Pendekatan bebas atau permisive juga tidak mungkin dapat
diterapkan, sebab anak dalam keadaan emosi yang labil tidak dapat mengendalikan
diri sendiri dengan baik. pendiriannya mudah berubah dan goyah. Hal ini akan
sangat berbahaya delam pendidikan aqidah dan nilai-nilai Islam yang bersifat
universal dan mutlak. Karena itu yang tersirat dalam ayat 13 tersebut tidak ada
peluang untuk diperdebatkan, tanpa harus disertai dengan contoh jika memang,
pendidikan itu menyangkut masalah akidahpaling mendasar, tinggal anak mau
menerima atau tidak. Betapa pentingnya agama dan akhlak dalam kehidupan
manusia. Tidak dapat dipungkiri, kenyatan dimana-mana menunjukkan, bahwa
kehancuran suatu bangsa sering kali diakibatkan oleh rusaknya akhlak
orang-orang penting di Negara tersebut, terutama para pemimpin yang kurang kuat
imannya dalam menghadapi berbagai godaan, terutama harta.
Pertanyaan atau mesalah yang timbul adalah bagaimana cara
mendidik/ membentuk akhlakul karimah yang benar-benar dapat dijamin mutunya. Inilah
barangkali yang sedang dihadapi oleh bangsa kita (Indonesia) yang 90%
penduduknya beragama Islam, kenyataan akhlaknya kurang dapat diandalkan. Untuk
menjawab pertanyaan itu dengan sederhana tidak sulit, misalnya pendidikan Agama
di Sekolah sangat sedikit, hanya 2 jam pelajaran seminggu, di sekolah dasar dan
di tingkat menengah, sedangkan di perguruan tinggi hanya 2 SKS/satu semester
saja. Adapun pendidikan akhlak (budi pekerti) tidak ada sama sekali, baik pada
sekolah tingkat dasar, menengah maupun perguruan tinggi. Jika demikian halnya
di sekolah, tentu kita tidak dapat mengandalkan pendidikan akhlak di Sekolah,
masyarakat dengan media massanya, tidak banyak dapat diharapkan, bahkan
sebaliknya yang terjadi, dimana hal-hal yang bertentangan dengan akhlakul
karimah banyak ditayangkan lewat media massa elektronik.

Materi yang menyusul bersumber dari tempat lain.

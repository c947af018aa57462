//! # Slots Module
//!
//! The hourly availability grid of a facility, and the 1-2 hour slot
//! selection a client builds from it.
//!
//! One slot exists per whole hour from the opening hour up to (not
//! including) the closing hour. A slot's status is decided in priority
//! order: `session`, `my-booking`, `booked`, `past`, `available`.

use crate::booking::Booking;
use crate::clock::{ClockTime, TimeRange};
use crate::error::{Error, Result};
use crate::facility::Facility;
use crate::primitives::{MAX_BOOKING_HOURS, UserId};
use crate::session::Session;
use chrono::{NaiveDate, NaiveDateTime};
use serde::Serialize;

/// Status of one hourly slot.
#[derive(Debug, Clone, Copy, PartialEq, Eq, Hash, Serialize)]
#[serde(rename_all = "kebab-case")]
pub enum SlotStatus {
    /// Covered by a training session.
    Session,
    /// Covered by the viewer's own booking.
    MyBooking,
    /// Covered by someone else's booking.
    Booked,
    /// Already started.
    Past,
    Available,
}

/// One hour of the grid.
#[derive(Debug, Clone, PartialEq, Eq, Serialize)]
pub struct Slot {
    pub hour: u32,
    pub start: ClockTime,
    pub end: ClockTime,
    pub status: SlotStatus,
}

/// A facility's slots for one date.
#[derive(Debug, Clone, PartialEq, Eq, Serialize)]
pub struct DayGrid {
    pub date: NaiveDate,
    pub slots: Vec<Slot>,
}

impl DayGrid {
    /// Hours currently bookable.
    pub fn available_hours(&self) -> impl Iterator<Item = u32> + '_ {
        self.slots
            .iter()
            .filter(|s| s.status == SlotStatus::Available)
            .map(|s| s.hour)
    }
}

/// Build the grid for `facility` on `date`.
///
/// Canceled bookings and sessions, and records for other dates, are
/// ignored. `viewer` decides which bookings show as `my-booking`.
pub fn build_day(
    facility: &Facility,
    date: NaiveDate,
    bookings: &[Booking],
    sessions: &[Session],
    viewer: Option<UserId>,
    now: NaiveDateTime,
) -> DayGrid {
    let bookings: Vec<&Booking> = bookings
        .iter()
        .filter(|b| b.is_active() && b.date == date)
        .collect();
    let sessions: Vec<&Session> = sessions
        .iter()
        .filter(|s| !s.is_canceled && s.date == date)
        .collect();

    let slots = (facility.open_time.hour()..facility.close_time.hour())
        .filter_map(TimeRange::hour)
        .map(|range| {
            let status = slot_status(&range, date, &bookings, &sessions, viewer, now);
            Slot {
                hour: range.start.hour(),
                start: range.start,
                end: range.end,
                status,
            }
        })
        .collect();

    DayGrid { date, slots }
}

fn slot_status(
    range: &TimeRange,
    date: NaiveDate,
    bookings: &[&Booking],
    sessions: &[&Session],
    viewer: Option<UserId>,
    now: NaiveDateTime,
) -> SlotStatus {
    if sessions.iter().any(|s| s.range().overlaps(range)) {
        return SlotStatus::Session;
    }
    let taken: Vec<&&Booking> = bookings
        .iter()
        .filter(|b| b.range().overlaps(range))
        .collect();
    if !taken.is_empty() {
        if taken.iter().any(|b| Some(b.user_id) == viewer) {
            return SlotStatus::MyBooking;
        }
        return SlotStatus::Booked;
    }
    if date.and_time(range.start.to_naive()) <= now {
        return SlotStatus::Past;
    }
    SlotStatus::Available
}

// =============================================================================
// SELECTION
// =============================================================================

/// Up to [`MAX_BOOKING_HOURS`] consecutive hours.
///
/// Hours are kept sorted; a selection is never gapped.
#[derive(Debug, Clone, Default, PartialEq, Eq)]
pub struct SlotSelection {
    hours: Vec<u32>,
}

impl SlotSelection {
    #[must_use]
    pub fn new() -> Self {
        Self::default()
    }

    #[must_use]
    pub fn hours(&self) -> &[u32] {
        &self.hours
    }

    #[must_use]
    pub fn is_empty(&self) -> bool {
        self.hours.is_empty()
    }

    /// Click on `hour`.
    ///
    /// A selected hour is removed. Otherwise, with exactly one hour
    /// selected and `hour` next to it, the selection grows to both;
    /// in every other case it restarts at `hour`.
    pub fn toggle(&mut self, hour: u32) {
        if let Some(pos) = self.hours.iter().position(|&h| h == hour) {
            self.hours.remove(pos);
            return;
        }
        match self.hours.as_slice() {
            [only] if only.abs_diff(hour) == 1 => {
                let only = *only;
                self.hours = vec![only.min(hour), only.max(hour)];
            }
            _ => self.hours = vec![hour],
        }
    }

    /// `[first, last + 1)` as a time range.
    #[must_use]
    pub fn range(&self) -> Option<TimeRange> {
        let first = *self.hours.first()?;
        let last = *self.hours.last()?;
        TimeRange::hour(first)
            .zip(TimeRange::hour(last))
            .map(|(a, b)| TimeRange {
                start: a.start,
                end: b.end,
            })
    }

    /// Accept a range only if it sits on whole hours and spans 1 or 2 of them.
    pub fn from_range(range: TimeRange) -> Result<Self> {
        if !range.start.is_on_hour() || !range.end.is_on_hour() {
            return Err(Error::validation("bookings must start and end on the hour"));
        }
        let hours = range.end.hour() - range.start.hour();
        if hours < 1 || hours > MAX_BOOKING_HOURS {
            return Err(Error::validation(format!(
                "bookings must last between 1 and {MAX_BOOKING_HOURS} hours"
            )));
        }
        Ok(Self {
            hours: (range.start.hour()..range.end.hour()).collect(),
        })
    }
}

#[cfg(test)]
mod tests {
    use super::*;
    use crate::booking::BookingDraft;
    use crate::clock::{Clock, FixedClock};
    use crate::facility::FacilityDraft;
    use crate::session::SessionDraft;
    use chrono::Utc;

    fn day() -> NaiveDate {
        NaiveDate::from_ymd_opt(2025, 9, 1).unwrap()
    }

    fn facility() -> Facility {
        FacilityDraft {
            name: "Pool".into(),
            kind: "swimming".into(),
            description: "25m indoor pool".into(),
            capacity: 20,
            open_time: "08:00".into(),
            close_time: "12:00".into(),
            image_url: None,
        }
        .into_facility(Utc::now())
        .unwrap()
    }

    fn booking(f: &Facility, user: UserId, start: &str, end: &str) -> Booking {
        BookingDraft {
            facility_id: f.id,
            date: "2025-09-01".into(),
            start_time: start.into(),
            end_time: end.into(),
            note: None,
        }
        .parse(user)
        .unwrap()
        .into_booking(Utc::now())
    }

    fn session(f: &Facility, start: &str, end: &str) -> Session {
        SessionDraft {
            facility_id: f.id,
            date: "2025-09-01".into(),
            start_time: start.into(),
            end_time: end.into(),
            capacity: 5,
            trainer_id: None,
        }
        .into_session(UserId::new(), Utc::now())
        .unwrap()
    }

    fn statuses(grid: &DayGrid) -> Vec<SlotStatus> {
        grid.slots.iter().map(|s| s.status).collect()
    }

    #[test]
    fn grid_has_one_slot_per_opening_hour() {
        let f = facility();
        let grid = build_day(&f, day(), &[], &[], None, FixedClock::at(day(), 0, 0).now());
        let hours: Vec<u32> = grid.slots.iter().map(|s| s.hour).collect();
        assert_eq!(hours, vec![8, 9, 10, 11]);
        assert!(statuses(&grid).iter().all(|s| *s == SlotStatus::Available));
    }

    #[test]
    fn statuses_follow_priority() {
        let f = facility();
        let me = UserId::new();
        let bookings = vec![
            booking(&f, me, "08:00", "09:00"),
            booking(&f, UserId::new(), "09:00", "10:00"),
            booking(&f, me, "10:00", "11:00"),
        ];
        // Session overlapping my 10:00 booking wins.
        let sessions = vec![session(&f, "10:30", "11:00")];
        let now = FixedClock::at(day(), 9, 30).now();
        let grid = build_day(&f, day(), &bookings, &sessions, Some(me), now);
        assert_eq!(
            statuses(&grid),
            vec![
                SlotStatus::MyBooking,
                SlotStatus::Booked,
                SlotStatus::Session,
                SlotStatus::Available,
            ]
        );
    }

    #[test]
    fn started_hours_are_past() {
        let f = facility();
        let now = FixedClock::at(day(), 10, 0).now();
        let grid = build_day(&f, day(), &[], &[], None, now);
        assert_eq!(
            statuses(&grid),
            vec![
                SlotStatus::Past,
                SlotStatus::Past,
                SlotStatus::Past,
                SlotStatus::Available,
            ]
        );
        assert_eq!(grid.available_hours().collect::<Vec<_>>(), vec![11]);
    }

    #[test]
    fn anonymous_viewer_sees_booked() {
        let f = facility();
        let b = booking(&f, UserId::new(), "11:00", "12:00");
        let grid = build_day(&f, day(), &[b], &[], None, FixedClock::at(day(), 0, 0).now());
        assert_eq!(grid.slots[3].status, SlotStatus::Booked);
    }

    #[test]
    fn toggle_follows_selection_rules() {
        let mut sel = SlotSelection::new();
        sel.toggle(10);
        assert_eq!(sel.hours(), &[10]);
        sel.toggle(9);
        assert_eq!(sel.hours(), &[9, 10]);
        // A third hour restarts the selection.
        sel.toggle(11);
        assert_eq!(sel.hours(), &[11]);
        // Non-adjacent restarts too.
        sel.toggle(14);
        assert_eq!(sel.hours(), &[14]);
        sel.toggle(14);
        assert!(sel.is_empty());
    }

    #[test]
    fn toggle_removes_from_pair() {
        let mut sel = SlotSelection::new();
        sel.toggle(10);
        sel.toggle(11);
        sel.toggle(10);
        assert_eq!(sel.hours(), &[11]);
    }

    #[test]
    fn selection_range_spans_last_hour() {
        let mut sel = SlotSelection::new();
        sel.toggle(16);
        sel.toggle(17);
        let range = sel.range().unwrap();
        assert_eq!(range.to_string(), "16:00-18:00");
        assert!(SlotSelection::new().range().is_none());
    }

    #[test]
    fn from_range_enforces_whole_hours() {
        assert!(SlotSelection::from_range(TimeRange::parse("10:00", "11:00").unwrap()).is_ok());
        assert_eq!(
            SlotSelection::from_range(TimeRange::parse("10:00", "12:00").unwrap())
                .unwrap()
                .hours(),
            &[10, 11]
        );
        assert!(SlotSelection::from_range(TimeRange::parse("10:00", "13:00").unwrap()).is_err());
        assert!(SlotSelection::from_range(TimeRange::parse("10:15", "11:15").unwrap()).is_err());
    }
}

Tumpuan harapan hanya satu, yaitu “keluarga” mengingat kemampuan
keluarga, untuk membimbing dan mendidik anak-anaknya sesuai dengan ketentuan
Agama juga kurang, sebab kurangnya pemahaman dan pengalaman Agama
dalam kehidupan.. Demikian juga pendidikan akhlak. Untuk menyelamatkan
kehidupan bangsa di masa sekarang dan yang akan datang, Pendidikan Agama dan
Pendidikan Akhlak harus dilaksanakan secara sungguh-sungguh dalam lingkungan
keluarga. Kita perlu memberi bekal kepada semua keluarga agar mampu mengasuh,
membimbing dan mendidik anak-anaknya agar menjadi orang Islam yang berakhlak
terpuji.
2. Dasar
Pendidikan Agama dalam Keluarga
Dr. H. Samsu Uwes, M.Pd. mengatakan
bahwa: Masa depan kualitas kehidupan suatu generasi, terkait dan sangat
dipengaruhi oleh suasana kehidupan keluarga masa kini. Mutu moral
kehidupan yang telah melembaga dalam suatu rumah tangga akan sangat
mempengaruhi moral anak turunannya (karakter anak-anaknya). Bila kualitas moral
dan karakter suatu keluarga tinggi, akan tinggi pula peluang keberhasilan anak
turunannya, demikian juga sebaliknya. (Mimbar pendidikan, 2004:34).
Keluarga
merupakan pendidikan pertama dan yang utama bagi anak. Karena dalam keluargalah
anak mengawali perkembangannya. Baik itu perkembangan jasmani maupun
perkembangan rohani. Peran keluarga dalam pendidikan bagi anak yang paling
utama ialah dalam penanaman sikap dan nilai hidup, pengembangan bakat dan
minat, serta pembinaan kepribadian. Adapun yang bertindak sebagai pendidik
dalam pendidikan agama dalam keluarga ialah orang tua yaitu ayah dan ibu serta
semua orang yang bertanggung jawab terhadap perkembangan anak itu seperti
kakek, nenek, paman, bibi dan kakak. Namun yang paling utama ialah ayah dan
ibu.
Orang tua
harus memperhatikan perkembangan jasmani, akal, dan rohani anak-anaknya, dengan
tujuan agar anak dapat berkembang secara maksimal. Perlu disadari pula bahwa
anak dilahirkan dengan membawa bakat, potensi, kemampuan serta sikap dan sifat
yang berbeda untuk itu orang tua sebagai pendidik dalam keluarga perlu memahami
perkembangan jiwa anak, agar dapat menentukan metode yang sepatutnya diterapkan
dalam mendidik dan membimbing anak-anaknya. Orang tua harus bersikap lemah
lembut serta tidak boleh memaksakan metode yang tidak sesuai dengan
perkembangan jiwa anak.
Setiap anak
adalah individu yang tidak dapat diibaratkan sebagai tanah liat yang bisa”dibentuk”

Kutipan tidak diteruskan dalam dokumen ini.